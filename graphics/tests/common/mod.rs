//! Shared fixtures for the frame pipeline integration tests.

#![allow(dead_code)]

use std::sync::Arc;
use std::time::Duration;

use cyclonite_graphics::backend::dummy::{BackendCall, DummyBackend};
use cyclonite_graphics::graph::{PassDeclaration, ResourceAccess};
use cyclonite_graphics::types::{ImageDescriptor, ImageFormat};
use cyclonite_graphics::{FrameContext, FramePipeline, GraphicsError, PipelineConfig, ResourceHandle};

/// Install `env_logger` once; `RUST_LOG` controls the output.
pub fn init_logger() {
    let _ = env_logger::builder().is_test(true).try_init();
}

/// A pipeline over a fresh dummy backend.
pub fn pipeline(config: PipelineConfig) -> (Arc<DummyBackend>, FramePipeline) {
    init_logger();
    let backend = Arc::new(DummyBackend::new());
    let pipeline = FramePipeline::new(backend.clone(), config).expect("pipeline");
    (backend, pipeline)
}

pub fn default_config() -> PipelineConfig {
    PipelineConfig::default()
        .with_worker_count(2)
        .with_fence_timeout(Duration::from_secs(2))
}

/// Images of the shadow / lighting / present frame.
pub struct ForwardTargets {
    pub depth_map: ResourceHandle,
    pub color_buffer: ResourceHandle,
    pub output: ResourceHandle,
}

impl ForwardTargets {
    pub fn register(pipeline: &mut FramePipeline) -> Self {
        let registry = pipeline.registry_mut();
        Self {
            depth_map: registry
                .register_image(ImageDescriptor::new_2d(1024, 1024, ImageFormat::Depth32Float)),
            color_buffer: registry
                .register_image(ImageDescriptor::new_2d(640, 480, ImageFormat::Rgba16Float)),
            output: registry
                .register_image(ImageDescriptor::new_2d(640, 480, ImageFormat::Rgba8Unorm)),
        }
    }

    /// Declare `Shadow -> Lighting -> Present`, each pass drawing once.
    pub fn declare(
        &self,
        pipeline: &FramePipeline,
        frame: &mut FrameContext,
    ) -> Result<(), GraphicsError> {
        pipeline.declare_pass(
            frame,
            PassDeclaration::new("shadow")
                .writes(self.depth_map, ResourceAccess::DepthStencilWrite)
                .with_work(|recorder| recorder.draw(36, 1)),
        )?;
        pipeline.declare_pass(
            frame,
            PassDeclaration::new("lighting")
                .reads(self.depth_map, ResourceAccess::FragmentShaderRead)
                .writes(self.color_buffer, ResourceAccess::ColorAttachmentWrite)
                .with_work(|recorder| recorder.draw(36, 1)),
        )?;
        pipeline.declare_pass(
            frame,
            PassDeclaration::new("present")
                .reads(self.color_buffer, ResourceAccess::FragmentShaderRead)
                .writes(self.output, ResourceAccess::ColorAttachmentWrite)
                .with_work(|recorder| recorder.draw(3, 1)),
        )?;
        Ok(())
    }
}

/// Number of queue submissions in a call log.
pub fn submit_count(calls: &[BackendCall]) -> usize {
    calls
        .iter()
        .filter(|c| matches!(c, BackendCall::Submit { .. }))
        .count()
}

====================

EXERCISE OBJECTIVE —
Write out again, exactly as they appear above, the lines from the one containing "a call log." to the final line, and only those.

WORKED SOLUTION —
/// Number of queue submissions in a call log.
pub fn submit_count(calls: &[BackendCall]) -> usize {
    calls
        .iter()
        .filter(|c| matches!(c, BackendCall::Submit { .. }))
        .count()
}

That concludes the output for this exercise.